Segment Start: PROVIDED INFORMATION

use std::str::FromStr;

use chrono::{DateTime, Datelike, NaiveDate, NaiveTime};
use rust_decimal::Decimal;
use rust_decimal::prelude::ToPrimitive;

use crate::error::{ChartError, ChartResult};

pub fn decimal_to_f64(value: Decimal, field_name: &str) -> ChartResult<f64> {
    value.to_f64().ok_or_else(|| {
        ChartError::InvalidData(format!("{field_name} cannot be represented as f64"))
    })
}

/// Seconds since the Unix epoch at midnight UTC of `date`.
#[must_use]
pub fn date_to_unix_seconds(date: NaiveDate) -> f64 {
    date.and_time(NaiveTime::default()).and_utc().timestamp() as f64
}

/// Inverse of [`date_to_unix_seconds`], truncating to the calendar day.
///
/// Returns `None` for non-finite input or timestamps chrono cannot represent.
#[must_use]
pub fn unix_seconds_to_date(seconds: f64) -> Option<NaiveDate> {
    if !seconds.is_finite() || seconds.abs() > i64::MAX as f64 {
        return None;
    }
    DateTime::from_timestamp(seconds.floor() as i64, 0).map(|time| time.date_naive())
}

/// Parses `REF_DATE` values (`YYYY-MM` or `YYYY-MM-DD`) to the first day of
/// the month. Anything else yields `None`.
#[must_use]
pub fn parse_ref_date(raw: &str) -> Option<NaiveDate> {
    let raw = raw.trim();
    let date = match raw.len() {
        7 => NaiveDate::parse_from_str(&format!("{raw}-01"), "%Y-%m-%d").ok()?,
        10 => NaiveDate::parse_from_str(raw, "%Y-%m-%d").ok()?,
        _ => return None,
    };
    date.with_day(1)
}

/// Parses a `VALUE` decimal string. Empty, malformed or non-finite values
/// are missing.
#[must_use]
pub fn parse_value(raw: &str) -> Option<f64> {
    let raw = raw.trim();
    if raw.is_empty() {
        return None;
    }
    let decimal = Decimal::from_str(raw)
        .or_else(|_| Decimal::from_scientific(raw))
        .ok()?;
    decimal_to_f64(decimal, "VALUE")
        .ok()
        .filter(|value| value.is_finite())
}

/// First day of the calendar month preceding `date`'s month.
#[must_use]
pub fn previous_month(date: NaiveDate) -> Option<NaiveDate> {
    let (year, month) = if date.month() == 1 {
        (date.year() - 1, 12)
    } else {
        (date.year(), date.month() - 1)
    };
    NaiveDate::from_ymd_opt(year, month, 1)
}
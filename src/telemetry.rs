//! Telemetry helpers for hosts embedding `cpi-chart`.
//!
//! The core only emits `tracing` events (scene recomputes, gesture updates,
//! degenerate-domain fallbacks). Installing a subscriber is left to the host;
//! this helper covers the common case.

/// Default filter used when `RUST_LOG` is not set.
pub const DEFAULT_FILTER: &str = "cpi_chart=info";

/// Installs a compact `tracing` subscriber when the `telemetry` feature is on.
///
/// Honors `RUST_LOG` and falls back to [`DEFAULT_FILTER`]. Returns `false`
/// when the feature is disabled or the host already set a global subscriber.
#[must_use]
pub fn init_default_tracing() -> bool {
    #[cfg(feature = "telemetry")]
    {
        let filter = tracing_subscriber::EnvFilter::try_from_default_env()
            .unwrap_or_else(|_| tracing_subscriber::EnvFilter::new(DEFAULT_FILTER));
        return tracing_subscriber::fmt()
            .with_env_filter(filter)
            .with_target(true)
            .compact()
            .try_init()
            .is_ok();
    }

    #[cfg(not(feature = "telemetry"))]
    {
        false
    }
}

Segment End: PROVIDED INFORMATION

_YOUR TASK_. State the number of lines in the records above that contain the string "ChartError", and give nothing else.

_TASK RESPONSE_. 2